### YOUR INSTRUCTIONS
Two lines mark the range in the entries below: the one holding "element, if any." and the one holding "let preview = self.tools.preview();". Set down those two and all lines between them, exactly.

(Extracted data entries)
#####
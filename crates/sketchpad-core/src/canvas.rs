//! Canvas: the single-threaded editing loop tying the core together.

use crate::document::DocumentStore;
use crate::export;
use crate::shapes::{Element, ElementId, ElementPatch, ElementSpec};
use crate::tools::{ToolController, ToolDefaults, ToolKind};
use crate::transform;
use kurbo::Point;
use serde::{Deserialize, Serialize};

/// The rendering surface the canvas reports to.
///
/// Hit-testing, painting and the visual transform handles live behind this
/// trait; the canvas only tells the surface when to repaint and when a
/// handle's scale must be reset.
pub trait Surface {
    /// The document, selection or in-flight stroke changed and should be
    /// repainted. `preview` holds the stroke being drawn as x,y scalars.
    fn invalidate(&mut self, document: &DocumentStore, preview: Option<&[f64]>);

    /// Reset the visual node of `id` to identity scale after a transform
    /// has been folded into the element's geometry.
    fn reset_transform(&mut self, _id: &ElementId) {}
}

/// A surface that paints nothing.
#[derive(Debug, Clone, Copy, Default)]
pub struct NullSurface;

impl Surface for NullSurface {
    fn invalidate(&mut self, _document: &DocumentStore, _preview: Option<&[f64]>) {}
}

/// Events delivered by the rendering surface, in canvas-space coordinates.
#[derive(Debug, Clone, PartialEq, Serialize, Deserialize)]
#[serde(tag = "type", rename_all = "snake_case")]
pub enum CanvasEvent {
    /// Pointer pressed on empty canvas.
    Press { position: Point },
    /// Pointer moved.
    Move { position: Point },
    /// Pointer released.
    Release { position: Point },
    /// An element was clicked.
    ClickElement { id: ElementId },
    /// Empty canvas was clicked.
    ClickEmpty,
    /// A drag of an element finished at `position`.
    DragEnd { id: ElementId, position: Point },
    /// A resize/scale of an element finished.
    TransformEnd {
        id: ElementId,
        scale_x: f64,
        scale_y: f64,
        position: Point,
    },
}

/// Runtime canvas state.
#[derive(Debug, Clone)]
pub struct Canvas<S: Surface = NullSurface> {
    /// The document being edited.
    pub document: DocumentStore,
    /// Tool gesture interpreter.
    pub tools: ToolController,
    /// Rendering surface.
    pub surface: S,
}

impl Default for Canvas {
    fn default() -> Self {
        Self::new()
    }
}

impl Canvas {
    /// Create a canvas with an empty document and no rendering surface.
    pub fn new() -> Self {
        Self::with_surface(NullSurface)
    }
}

impl<S: Surface> Canvas<S> {
    /// Create a canvas reporting to `surface`.
    pub fn with_surface(surface: S) -> Self {
        Self {
            document: DocumentStore::new(),
            tools: ToolController::new(),
            surface,
        }
    }

    /// Replace the styling used for newly created elements.
    pub fn set_defaults(&mut self, defaults: ToolDefaults) {
        self.tools.defaults = defaults;
    }

    /// Set the current tool, discarding any in-flight pen stroke.
    pub fn set_tool(&mut self, tool: ToolKind) {
        self.tools.set_tool(&mut self.document, tool);
        self.repaint();
    }

    /// Whether elements may currently be dragged or transformed.
    pub fn is_draggable(&self) -> bool {
        self.document.active_tool().allows_drag()
    }

    /// Dispatch one surface event.
    pub fn handle(&mut self, event: CanvasEvent) {
        match event {
            CanvasEvent::Press { position } => {
                let was_drawing = self.tools.is_drawing();
                let created = self.tools.press(&mut self.document, position);
                if created.is_some() || was_drawing != self.tools.is_drawing() {
                    self.repaint();
                }
            }
            CanvasEvent::Move { position } => {
                self.tools.move_to(&self.document, position);
                if self.tools.is_drawing() {
                    self.repaint();
                }
            }
            CanvasEvent::Release { .. } => {
                let was_drawing = self.tools.is_drawing();
                self.tools.release(&mut self.document);
                if was_drawing {
                    self.repaint();
                }
            }
            CanvasEvent::ClickElement { id } => self.select(Some(&id)),
            CanvasEvent::ClickEmpty => self.select(None),
            CanvasEvent::DragEnd { id, position } => self.drag_end(&id, position),
            CanvasEvent::TransformEnd {
                id,
                scale_x,
                scale_y,
                position,
            } => self.transform_end(&id, scale_x, scale_y, position),
        }
    }

    /// Select an element, or clear the selection.
    pub fn select(&mut self, id: Option<&ElementId>) {
        self.document.select(id);
        self.repaint();
    }

    /// Store the final position of a drag.
    pub fn drag_end(&mut self, id: &ElementId, position: Point) {
        if !self.is_draggable() {
            log::debug!(
                "Drag of {} ignored under {:?}",
                id,
                self.document.active_tool()
            );
            return;
        }
        self.update(id, &ElementPatch::position(position));
    }

    /// Fold a finished transform into the element's geometry.
    pub fn transform_end(&mut self, id: &ElementId, scale_x: f64, scale_y: f64, position: Point) {
        if !self.is_draggable() {
            log::debug!(
                "Transform of {} ignored under {:?}",
                id,
                self.document.active_tool()
            );
            return;
        }
        self.surface.reset_transform(id);
        let Some(element) = self.document.get(id) else {
            log::debug!("Transform of unknown element {} ignored", id);
            return;
        };
        let patch = transform::normalize(element, scale_x, scale_y, position);
        self.update(id, &patch);
    }

    /// Merge a partial update into an element.
    pub fn update(&mut self, id: &ElementId, patch: &ElementPatch) {
        self.document.update_element(id, patch);
        self.repaint();
    }

    /// Delete an element.
    pub fn delete(&mut self, id: &ElementId) {
        self.document.delete_element(id);
        self.repaint();
    }

    /// Add an element and select it.
    pub fn add(&mut self, spec: ElementSpec) -> ElementId {
        let id = self.document.add_element(spec);
        self.repaint();
        id
    }

    /// Duplicate an element, returning the copy's id.
    pub fn duplicate(&mut self, id: &ElementId) -> Option<ElementId> {
        let copy = self.document.duplicate_element(id);
        if copy.is_some() {
            self.repaint();
        }
        copy
    }

    /// Flip an element's visibility.
    pub fn toggle_visibility(&mut self, id: &ElementId) {
        self.document.toggle_visibility(id);
        self.repaint();
    }

    /// The selected element, if any.
    pub fn selection(&self) -> Option<&Element> {
        self.document.selection()
    }

    /// Export the document as SVG markup.
    pub fn export_svg(&self) -> String {
        let svg = export::to_svg(self.document.elements());
        log::info!(
            "Exported {} element(s) to {} bytes of SVG",
            self.document.len(),
            svg.len()
        );
        svg
    }

    fn repaint(&mut self) {
        let preview = self.tools.preview();
        self.surface.invalidate(&self.document, preview.as_deref());
    }
}

#[cfg(test)]
mod tests {
    use super::*;

    /// Counts repaints and remembers previews and transform resets.
    #[derive(Debug, Default)]
    struct RecordingSurface {
        repaints: usize,
        previews: Vec<Vec<f64>>,
        resets: Vec<ElementId>,
    }

    impl Surface for RecordingSurface {
        fn invalidate(&mut self, _document: &DocumentStore, preview: Option<&[f64]>) {
            self.repaints += 1;
            if let Some(points) = preview {
                self.previews.push(points.to_vec());
            }
        }

        fn reset_transform(&mut self, id: &ElementId) {
            self.resets.push(id.clone());
        }
    }

    fn press(canvas: &mut Canvas<impl Surface>, x: f64, y: f64) {
        canvas.handle(CanvasEvent::Press {
            position: Point::new(x, y),
        });
    }

    #[test]
    fn test_rectangle_tool_creates_and_selects() {
        let mut canvas = Canvas::new();
        canvas.set_tool(ToolKind::Rectangle);
        press(&mut canvas, 100.0, 100.0);

        assert_eq!(canvas.document.len(), 1);
        assert!(canvas.selection().is_some());
    }

    #[test]
    fn test_pen_gesture() {
        let mut canvas = Canvas::with_surface(RecordingSurface::default());
        canvas.set_tool(ToolKind::Pen);
        press(&mut canvas, 0.0, 0.0);
        canvas.handle(CanvasEvent::Move { position: Point::new(1.0, 1.0) });
        canvas.handle(CanvasEvent::Move { position: Point::new(2.0, 2.0) });
        canvas.handle(CanvasEvent::Release { position: Point::new(2.0, 2.0) });

        assert_eq!(canvas.document.len(), 1);
        let path = canvas.document.elements()[0].as_freehand().unwrap();
        assert_eq!(path.coords(), vec![0.0, 0.0, 1.0, 1.0, 2.0, 2.0]);
        assert!(canvas.surface.repaints >= 4);
        assert_eq!(
            canvas.surface.previews,
            vec![vec![0.0, 0.0, 1.0, 1.0], vec![0.0, 0.0, 1.0, 1.0, 2.0, 2.0]]
        );
    }

    #[test]
    fn test_add_repaints_and_selects() {
        let mut canvas = Canvas::with_surface(RecordingSurface::default());
        let id = canvas.add(ElementSpec::new(
            Point::new(1.0, 2.0),
            crate::shapes::Rectangle::new(3.0, 4.0, "#fff", "#000", 1.0),
        ));

        assert!(canvas.document.is_selected(&id));
        assert_eq!(canvas.surface.repaints, 1);
    }

    fn drawn_stroke(canvas: &mut Canvas) -> ElementId {
        canvas.set_tool(ToolKind::Pen);
        press(canvas, 0.0, 0.0);
        canvas.handle(CanvasEvent::Move { position: Point::new(10.0, 10.0) });
        canvas.handle(CanvasEvent::Move { position: Point::new(20.0, 0.0) });
        canvas.handle(CanvasEvent::Release { position: Point::new(20.0, 0.0) });
        canvas.set_tool(ToolKind::Select);
        canvas.document.selected_id().unwrap().clone()
    }

    #[test]
    fn test_drag_freehand_moves_exported_path() {
        let mut canvas = Canvas::new();
        let id = drawn_stroke(&mut canvas);

        canvas.handle(CanvasEvent::DragEnd { id: id.clone(), position: Point::new(300.0, 300.0) });

        let element = canvas.document.get(&id).unwrap();
        assert_eq!(element.position, Point::ORIGIN);
        assert_eq!(
            element.as_freehand().unwrap().coords(),
            vec![300.0, 300.0, 310.0, 310.0, 320.0, 300.0]
        );
        assert!(canvas.export_svg().contains("d=\"M 300 300 L 310 310 L 320 300\""));
    }

    #[test]
    fn test_duplicate_freehand_exports_offset_copy() {
        let mut canvas = Canvas::new();
        let id = drawn_stroke(&mut canvas);
        canvas.handle(CanvasEvent::DragEnd { id: id.clone(), position: Point::new(300.0, 300.0) });

        canvas.duplicate(&id).unwrap();

        let svg = canvas.export_svg();
        assert_eq!(svg.matches("<path").count(), 2);
        assert!(svg.contains("d=\"M 300 300 L 310 310 L 320 300\""));
        assert!(svg.contains("d=\"M 320 320 L 330 330 L 340 320\""));
    }

    #[test]
    fn test_transform_freehand_keeps_origin() {
        let mut canvas = Canvas::new();
        let id = drawn_stroke(&mut canvas);

        canvas.handle(CanvasEvent::TransformEnd {
            id: id.clone(),
            scale_x: 2.0,
            scale_y: 2.0,
            position: Point::new(5.0, 5.0),
        });

        let element = canvas.document.get(&id).unwrap();
        assert_eq!(element.position, Point::ORIGIN);
        assert_eq!(
            element.as_freehand().unwrap().coords(),
            vec![5.0, 5.0, 15.0, 15.0, 25.0, 5.0]
        );
    }

    #[test]
    fn test_drag_only_with_select_or_move() {
        let mut canvas = Canvas::new();
        canvas.set_tool(ToolKind::Circle);
        press(&mut canvas, 100.0, 100.0);
        let id = canvas.document.selected_id().unwrap().clone();

        canvas.handle(CanvasEvent::DragEnd { id: id.clone(), position: Point::new(1.0, 2.0) });
        assert_eq!(canvas.selection().unwrap().position, Point::new(50.0, 50.0));

        canvas.set_tool(ToolKind::Move);
        canvas.handle(CanvasEvent::DragEnd { id, position: Point::new(1.0, 2.0) });
        assert_eq!(canvas.selection().unwrap().position, Point::new(1.0, 2.0));
    }

    #[test]
    fn test_transform_normalizes_and_resets() {
        let mut canvas = Canvas::with_surface(RecordingSurface::default());
        canvas.set_tool(ToolKind::Rectangle);
        press(&mut canvas, 50.0, 50.0);
        let id = canvas.document.selected_id().unwrap().clone();
        canvas.set_tool(ToolKind::Select);

        canvas.handle(CanvasEvent::TransformEnd {
            id: id.clone(),
            scale_x: 0.01,
            scale_y: 2.0,
            position: Point::new(3.0, 4.0),
        });

        let element = canvas.selection().unwrap();
        let rect = element.as_rectangle().unwrap();
        assert!((rect.width - 5.0).abs() < f64::EPSILON);
        assert!((rect.height - 200.0).abs() < f64::EPSILON);
        assert_eq!(element.position, Point::new(3.0, 4.0));
        assert_eq!(canvas.surface.resets, vec![id]);
    }

    #[test]
    fn test_click_selection() {
        let mut canvas = Canvas::new();
        canvas.set_tool(ToolKind::Text);
        press(&mut canvas, 0.0, 0.0);
        let first = canvas.document.selected_id().unwrap().clone();
        press(&mut canvas, 10.0, 10.0);

        canvas.handle(CanvasEvent::ClickElement { id: first.clone() });
        assert!(canvas.document.is_selected(&first));

        canvas.handle(CanvasEvent::ClickEmpty);
        assert!(canvas.selection().is_none());
    }

    #[test]
    fn test_export_order() {
        let mut canvas = Canvas::new();
        canvas.set_tool(ToolKind::Rectangle);
        press(&mut canvas, 0.0, 0.0);
        canvas.set_tool(ToolKind::Circle);
        press(&mut canvas, 0.0, 0.0);
        canvas.set_tool(ToolKind::Text);
        press(&mut canvas, 0.0, 0.0);

        let svg = canvas.export_svg();
        let rect = svg.find("<rect").unwrap();
        let circle = svg.find("<circle").unwrap();
        let text = svg.find("<text").unwrap();
        assert!(rect < circle && circle < text);
    }

    #[test]
    fn test_event_json() {
        let json = r#"{"type":"drag_end","id":"element-1-abc","position":{"x":1.0,"y":2.0}}"#;
        let event: CanvasEvent = serde_json::from_str(json).unwrap();
        assert!(matches!(event, CanvasEvent::DragEnd { .. }));
    }
}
#####
### EXPECTED ANSWER
    /// The selected element, if any.
    pub fn selection(&self) -> Option<&Element> {
        self.document.selection()
    }

    /// Export the document as SVG markup.
    pub fn export_svg(&self) -> String {
        let svg = export::to_svg(self.document.elements());
        log::info!(
            "Exported {} element(s) to {} bytes of SVG",
            self.document.len(),
            svg.len()
        );
        svg
    }

    fn repaint(&mut self) {
        let preview = self.tools.preview();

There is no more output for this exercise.